You can also choose a different output format.
Available formats are bpftrace, perf, and raw (no symbolication):
kprobe:ip_output { @[kstack(perf, 3)] = count(); }
/*
* Sample output:
* @[
* ffffffffb4019501 do_mmap+1
* ffffffffb401700a sys_mmap_pgoff+266
* ffffffffb3e334eb sys_mmap+27
* ]: 1708
*/
ksym
ksym_t ksym(uint64 addr)
async
Retrieve the name of the function that contains address addr.
The address to name mapping happens in user-space.
The ksym_t type can be printed with the %s format specifier.
kprobe:do_nanosleep
{
printf("%s\n", ksym(reg("ip")));
}
/*
* Sample output:
* do_nanosleep
*/
len
int64 len(map m)int64 len(ustack stack)int64 len(kstack stack)
For maps, return the number of elements in the map.
For kstack/ustack, return the depth (measured in # of frames) of the call stack.
macaddr
macaddr_t macaddr(char [6] mac)
Create a buffer that holds a macaddress as read from mac
This buffer can be printed in the canonical string format using the %s format specifier.
kprobe:arp_create {
$stack_arg0 = *(uint8*)(reg("sp") + 8);
$stack_arg1 = *(uint8*)(reg("sp") + 16);
printf("SRC %s, DST %s\n", macaddr($stack_arg0), macaddr($stack_arg1));
}
/*
* Sample output:
* SRC 18:C0:4D:08:2E:BB, DST 74:83:C2:7F:8C:FF
*/
memcmp
int memcmp(left, right, uint64 count)
Compares the first 'count' bytes of two expressions. 0 is returned if they are the same. negative value if the first differing byte in left is less than the corresponding byte in right.
ncpus
uint64 ncpus()uint64 ncpus
Number of CPUs
nsecs
timestamp nsecs([TimestampMode mode])nsecs(monotonic) - nanosecond timestamp since boot, exclusive of time the system spent suspended (CLOCK_MONOTONIC)nsecs(boot) - nanoseconds since boot, inclusive of time the system spent suspended (CLOCK_BOOTTIME)nsecs(tai) - TAI timestamp in nanoseconds (CLOCK_TAI)nsecs(sw_tai) - approximation of TAI timestamp in nanoseconds, is obtained through the "triple vdso sandwich" method. For older kernels without direct TAI timestamp access in BPF.
Returns a timestamp in nanoseconds, as given by the requested kernel clock.
Defaults to boot if no clock is explicitly requested.
interval:s:1 {
$sw_tai1 = nsecs(sw_tai);
$tai = nsecs(tai);
$sw_tai2 = nsecs(sw_tai);
printf("sw_tai precision: %lldns\n", ($sw_tai1 + $sw_tai2)/2 - $tai);
}
/*
* Sample output:
* sw_tai precision: -98ns
* sw_tai precision: -99ns
* ...
*/
ntop
inet ntop([int64 af, ] int addr)inet ntop([int64 af, ] char addr[4])inet ntop([int64 af, ] char addr[16])
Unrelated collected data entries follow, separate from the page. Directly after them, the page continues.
//! Framed stdin/stdout transport.
//!
//! Inbound:
//!
//! ```text
//! {"kwargs": {...}}
//! {"zipfile": N}          optional
//! <base64 of N bytes>     present iff zipfile present
//! {"eof": true}
//! ```
//!
//! Outbound: status frames, one JSON line per event, a terminal status, the
//! zipped artifact directory, then `{"eof": true}`.

use std::io::{self, BufRead, Read, Seek, SeekFrom, Write};
use std::path::Path;

use base64::engine::general_purpose::STANDARD;
use base64::read::DecoderReader;
use base64::write::EncoderWriter;
use serde_json::{Map, Value, json};
use tempfile::NamedTempFile;
use tracing::debug;

use crate::archive;
use crate::event::ExecutionEvent;
use crate::{Result, WorkerError};

/// Inbound control frames.
#[derive(Debug, Clone, PartialEq)]
pub enum ControlFrame {
    Kwargs(Map<String, Value>),
    Zipfile(u64),
    Eof,
}

impl ControlFrame {
    /// Classify a decoded control line.
    pub fn from_value(value: Value) -> Result<Self> {
        let Value::Object(mut obj) = value else {
            return Err(WorkerError::protocol("control frame is not a JSON object"));
        };
        if let Some(kwargs) = obj.remove("kwargs") {
            return match kwargs {
                Value::Object(map) => Ok(Self::Kwargs(map)),
                Value::Null => Ok(Self::Kwargs(Map::new())),
                _ => Err(WorkerError::protocol("kwargs frame must carry an object")),
            };
        }
        if let Some(size) = obj.remove("zipfile") {
            return size
                .as_u64()
                .map(Self::Zipfile)
                .ok_or_else(|| WorkerError::protocol(format!("invalid zipfile length: {size}")));
        }
        if obj.contains_key("eof") {
            return Ok(Self::Eof);
        }
        let keys: Vec<_> = obj.keys().cloned().collect();
        Err(WorkerError::protocol(format!("unexpected frame with keys {keys:?}")))
    }
}

/// Result of decoding the inbound stream.
#[derive(Debug, Clone, PartialEq)]
pub struct InboundJob {
    pub kwargs: Map<String, Value>,
    /// Declared archive size, when an archive was received.
    pub archive_bytes: Option<u64>,
}

/// Decode the inbound frame sequence, extracting any archive into
/// `private_data_dir`.
///
/// Without an archive frame the directory must already exist.
pub fn read_input<R: BufRead>(reader: &mut R, private_data_dir: &Path) -> Result<InboundJob> {
    let kwargs = match next_frame(reader)? {
        Some(ControlFrame::Kwargs(kwargs)) => kwargs,
        Some(other) => {
            return Err(WorkerError::protocol(format!(
                "expected kwargs as the first frame, got {other:?}"
            )));
        }
        None => return Err(WorkerError::protocol("input ended before kwargs frame")),
    };

    let mut archive_bytes = None;
    loop {
        match next_frame(reader)? {
            Some(ControlFrame::Zipfile(size)) if archive_bytes.is_none() => {
                read_archive(reader, size, private_data_dir)?;
                archive_bytes = Some(size);
            }
            Some(ControlFrame::Zipfile(_)) => {
                return Err(WorkerError::protocol("more than one zipfile frame"));
            }
            Some(ControlFrame::Eof) => break,
            Some(ControlFrame::Kwargs(_)) => {
                return Err(WorkerError::protocol("duplicate kwargs frame"));
            }
            None => return Err(WorkerError::protocol("input ended before eof frame")),
        }
    }

    if archive_bytes.is_none() && !private_data_dir.is_dir() {
        return Err(WorkerError::protocol(format!(
            "no archive received and {} does not exist",
            private_data_dir.display()
        )));
    }

    Ok(InboundJob {
        kwargs,
        archive_bytes,
    })
}

/// Next non-blank control line, or `None` at end of input.
fn next_frame<R: BufRead>(reader: &mut R) -> Result<Option<ControlFrame>> {
    let mut line = Vec::new();
    loop {
        line.clear();
        let n = reader
            .read_until(b'\n', &mut line)
            .map_err(|e| WorkerError::protocol(format!("read failed: {e}")))?;
        if n == 0 {
            return Ok(None);
        }
        if line.iter().all(u8::is_ascii_whitespace) {
            continue;
        }
        let value: Value = serde_json::from_slice(&line).map_err(|e| {
            WorkerError::protocol(format!(
                "malformed control frame ({e}): {}",
                String::from_utf8_lossy(&line).trim_end()
            ))
        })?;
        return ControlFrame::from_value(value).map(Some);
    }
}

/// Number of base64 characters that encode `size` bytes.
pub fn encoded_len(size: u64) -> u64 {
    size.div_ceil(3) * 4
}

fn read_archive<R: BufRead>(reader: &mut R, size: u64, dest: &Path) -> Result<()> {
    let mut tmp = NamedTempFile::new()?;
    let payload = PayloadReader {
        inner: reader,
        remaining: encoded_len(size),
    };
    let mut decoder = DecoderReader::new(payload, &STANDARD);
    let written = io::copy(&mut decoder, tmp.as_file_mut())
        .map_err(|e| WorkerError::protocol(format!("archive payload: {e}")))?;
    if written != size {
        return Err(WorkerError::protocol(format!(
            "declared {size} archive bytes, read {written}"
        )));
    }
    debug!(bytes = size, "Archive payload received");

    let file = tmp.as_file_mut();
    file.seek(SeekFrom::Start(0))?;
    archive::unpack(file, dest)
}

/// Yields exactly `remaining` base64 characters from the underlying reader,
/// skipping line breaks.
struct PayloadReader<'a, R> {
    inner: &'a mut R,
    remaining: u64,
}

impl<R: BufRead> Read for PayloadReader<'_, R> {
    fn read(&mut self, out: &mut [u8]) -> io::Result<usize> {
        let mut filled = 0;
        while filled < out.len() && self.remaining > 0 {
            let buf = self.inner.fill_buf()?;
            if buf.is_empty() {
                break;
            }
            let mut scanned = 0;
            for &byte in buf {
                if filled == out.len() || self.remaining == 0 {
                    break;
                }
                scanned += 1;
                if byte == b'\n' || byte == b'\r' {
                    continue;
                }
                out[filled] = byte;
                filled += 1;
                self.remaining -= 1;
            }
            self.inner.consume(scanned);
        }
        Ok(filled)
    }
}

// ─────────────────────────────────────────────────────────────────────────────
// Outbound
// ─────────────────────────────────────────────────────────────────────────────

/// Writes outbound frames, flushing after each one.
#[derive(Debug)]
pub struct FrameWriter<W: Write> {
    inner: W,
}

impl<W: Write> FrameWriter<W> {
    pub fn new(inner: W) -> Self {
        Self { inner }
    }

    /// `{"status": ..., ...extra}`
    pub fn status(&mut self, status: &str, extra: Option<Map<String, Value>>) -> Result<()> {
        let mut frame = Map::new();
        frame.insert("status".into(), Value::String(status.to_string()));
        if let Some(extra) = extra {
            frame.extend(extra);
        }
        self.line(&Value::Object(frame))
    }

    /// One event per line.
    pub fn event(&mut self, event: &ExecutionEvent) -> Result<()> {
        serde_json::to_writer(&mut self.inner, event)?;
        self.inner.write_all(b"\n")?;
        self.inner.flush()?;
        Ok(())
    }

    /// Zip `dir`, then emit `{"zipfile": M}` and the base64 payload line.
    pub fn archive(&mut self, dir: &Path) -> Result<u64> {
        let tmp = NamedTempFile::new()?;
        let mut file = archive::pack_dir(dir, tmp.reopen()?)?;
        let size = file.stream_position()?;
        file.seek(SeekFrom::Start(0))?;

        self.line(&json!({ "zipfile": size }))?;
        {
            let mut encoder = EncoderWriter::new(&mut self.inner, &STANDARD);
            io::copy(&mut file, &mut encoder)?;
            encoder.finish()?;
        }
        self.inner.write_all(b"\n")?;
        self.inner.flush()?;
        debug!(bytes = size, "Artifact archive sent");
        Ok(size)
    }

    /// `{"eof": true}`
    pub fn eof(&mut self) -> Result<()> {
        self.line(&json!({ "eof": true }))
    }

    pub fn get_ref(&self) -> &W {
        &self.inner
    }

    pub fn into_inner(self) -> W {
        self.inner
    }

    fn line(&mut self, value: &Value) -> Result<()> {
        serde_json::to_writer(&mut self.inner, value)?;
        self.inner.write_all(b"\n")?;
        self.inner.flush()?;
        Ok(())
    }
}

#[cfg(test)]
mod tests {
    use super::*;
    use base64::Engine as _;
    use std::fs;
    use std::io::Cursor;

    fn zip_of(files: &[(&str, &str)]) -> Vec<u8> {
        let src = tempfile::tempdir().unwrap();
        for (name, body) in files {
            let path = src.path().join(name);
            fs::create_dir_all(path.parent().unwrap()).unwrap();
            fs::write(path, body).unwrap();
        }
        archive::pack_dir(src.path(), Cursor::new(Vec::new()))
            .unwrap()
            .into_inner()
    }

    fn framed(zip: &[u8], wrap: Option<usize>) -> Vec<u8> {
        let mut encoded = STANDARD.encode(zip);
        if let Some(width) = wrap {
            encoded = encoded
                .as_bytes()
                .chunks(width)
                .map(|c| String::from_utf8_lossy(c).into_owned())
                .collect::<Vec<_>>()
                .join("\n");
        }
        format!(
            "{{\"kwargs\": {{\"ident\": \"9\"}}}}\n{{\"zipfile\": {}}}\n{}\n{{\"eof\": true}}\n",
            zip.len(),
            encoded
        )
        .into_bytes()
    }

    #[test]
    fn test_read_with_archive() {
        let zip = zip_of(&[("env/extravars", r#"{"a": 1}"#), ("inventory/hosts", "web1")]);
        let dest = tempfile::tempdir().unwrap();
        let job = read_input(&mut Cursor::new(framed(&zip, None)), dest.path()).unwrap();

        assert_eq!(job.kwargs["ident"], "9");
        assert_eq!(job.archive_bytes, Some(zip.len() as u64));
        assert_eq!(
            fs::read_to_string(dest.path().join("env/extravars")).unwrap(),
            r#"{"a": 1}"#
        );
    }

    #[test]
    fn test_payload_line_breaks_are_tolerated() {
        let zip = zip_of(&[("project/site", "echo hi")]);
        let dest = tempfile::tempdir().unwrap();
        read_input(&mut Cursor::new(framed(&zip, Some(76))), dest.path()).unwrap();
        assert!(dest.path().join("project/site").is_file());
    }

    #[test]
    fn test_without_archive_requires_existing_dir() {
        let input = b"{\"kwargs\": {}}\n{\"eof\": true}\n";
        let dest = tempfile::tempdir().unwrap();
        let job = read_input(&mut Cursor::new(input.to_vec()), dest.path()).unwrap();
        assert!(job.archive_bytes.is_none());

        let missing = dest.path().join("nope");
        let err = read_input(&mut Cursor::new(input.to_vec()), &missing).unwrap_err();
        assert!(err.is_protocol());
    }

    #[test]
    fn test_short_payload_is_protocol_error() {
        let payload = STANDARD.encode([7u8; 50]);
        let input = format!("{{\"kwargs\": {{}}}}\n{{\"zipfile\": 100}}\n{payload}\n{{\"eof\": true}}\n");
        let dest = tempfile::tempdir().unwrap();
        let err = read_input(&mut Cursor::new(input.into_bytes()), dest.path()).unwrap_err();
        assert!(err.is_protocol());
    }

    #[test]
    fn test_oversized_payload_is_protocol_error() {
        let zip = zip_of(&[("a", "b")]);
        let mut encoded = STANDARD.encode(&zip);
        encoded.push_str("QUJD");
        let input = format!(
            "{{\"kwargs\": {{}}}}\n{{\"zipfile\": {}}}\n{encoded}\n{{\"eof\": true}}\n",
            zip.len()
        );
        let dest = tempfile::tempdir().unwrap();
        let err = read_input(&mut Cursor::new(input.into_bytes()), dest.path()).unwrap_err();
        assert!(err.is_protocol());
    }

    #[test]
    fn test_missing_eof_is_protocol_error() {
        let dest = tempfile::tempdir().unwrap();
        let err = read_input(&mut Cursor::new(b"{\"kwargs\": {}}\n".to_vec()), dest.path())
            .unwrap_err();
        assert!(err.is_protocol());
    }

    #[test]
    fn test_kwargs_must_come_first() {
        let dest = tempfile::tempdir().unwrap();
        let err = read_input(&mut Cursor::new(b"{\"eof\": true}\n".to_vec()), dest.path())
            .unwrap_err();
        assert!(err.is_protocol());
    }

    #[test]
    fn test_garbage_line_is_protocol_error() {
        let dest = tempfile::tempdir().unwrap();
        let input = b"{\"kwargs\": {}}\nhello\n{\"eof\": true}\n";
        let err = read_input(&mut Cursor::new(input.to_vec()), dest.path()).unwrap_err();
        assert!(err.is_protocol());
    }

    #[test]
    fn test_blank_lines_skipped() {
        let dest = tempfile::tempdir().unwrap();
        let input = b"\n{\"kwargs\": {\"x\": 1}}\n\n\r\n{\"eof\": true}\n";
        let job = read_input(&mut Cursor::new(input.to_vec()), dest.path()).unwrap();
        assert_eq!(job.kwargs["x"], 1);
    }

    #[test]
    fn test_encoded_len() {
        assert_eq!(encoded_len(0), 0);
        assert_eq!(encoded_len(1), 4);
        assert_eq!(encoded_len(3), 4);
        assert_eq!(encoded_len(100), 136);
    }

    #[test]
    fn test_writer_frames() {
        let mut writer = FrameWriter::new(Vec::new());
        writer.status("starting", None).unwrap();
        let mut extra = Map::new();
        extra.insert("result_traceback".into(), json!("boom"));
        writer.status("failed", Some(extra)).unwrap();
        writer.eof().unwrap();

        let out = String::from_utf8(writer.into_inner()).unwrap();
        let lines: Vec<Value> = out.lines().map(|l| serde_json::from_str(l).unwrap()).collect();
        assert_eq!(lines[0], json!({"status": "starting"}));
        assert_eq!(lines[1], json!({"status": "failed", "result_traceback": "boom"}));
        assert_eq!(lines[2], json!({"eof": true}));
    }

    #[test]
    fn test_archive_frame_round_trips_through_reader() {
        let src = tempfile::tempdir().unwrap();
        fs::write(src.path().join("rc"), "0").unwrap();

        let mut writer = FrameWriter::new(b"{\"kwargs\": {}}\n".to_vec());
        let size = writer.archive(src.path()).unwrap();
        writer.eof().unwrap();
        let bytes = writer.into_inner();

        let dest = tempfile::tempdir().unwrap();
        let job = read_input(&mut Cursor::new(bytes), dest.path()).unwrap();
        assert_eq!(job.archive_bytes, Some(size));
        assert_eq!(fs::read_to_string(dest.path().join("rc")).unwrap(), "0");
    }
}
ntop returns the string representation of an IPv4 or IPv6 address.
ntop will infer the address type (IPv4 or IPv6) based on the addr type and size.
If an integer or char[4] is given, ntop assumes IPv4, if a char[16] is given, ntop assumes IPv6.
You can also pass the address type (e.g. AF_INET) explicitly as the first parameter.
numaid
uint32 numaid()uint32 numaid
ID of the NUMA node executing the BPF program
BPF program, in this case, is the probe body
This utilizes the BPF helper numa_node_id
offsetof
uint64 offsetof(STRUCT, FIELD[.SUBFIELD])uint64 offsetof(EXPRESSION, FIELD[.SUBFIELD])
compile time
Returns offset of the field offset bytes in struct.
Similar to kernel offsetof operator.
Support any number of sub field levels, for example:
struct Foo {
struct {
struct {
struct {
int d;
} c;
} b;
} a;
}
BEGIN {
@x = offsetof(struct Foo, a.b.c.d);
exit();
}
override
void override(uint64 rc)
unsafe
Kernel 4.16
This utilizes the BPF helper bpf_override
Supported probes
- kprobe
When using override the probed function will not be executed and instead rc will be returned.
kprobe:__x64_sys_getuid
/comm == "id"/ {
override(2<<21);
}
uid=4194304 gid=0(root) euid=0(root) groups=0(root)
This feature only works on kernels compiled with CONFIG_BPF_KPROBE_OVERRIDE and only works on functions tagged ALLOW_ERROR_INJECTION.
bpftrace does not test whether error injection is allowed for the probed function, instead if will fail to load the program into the kernel:
ioctl(PERF_EVENT_IOC_SET_BPF): Invalid argument
Error attaching probe: 'kprobe:vfs_read'
path
char * path(struct path * path [, int32 size])
Kernel 5.10
This utilizes the BPF helper bpf_d_path
Return full path referenced by struct path pointer in argument. If size is set,
the path will be clamped by size otherwise BPFTRACE_MAX_STRLEN is used.
If size is smaller than the resolved path, the resulting string will be truncated at the front rather than at the end.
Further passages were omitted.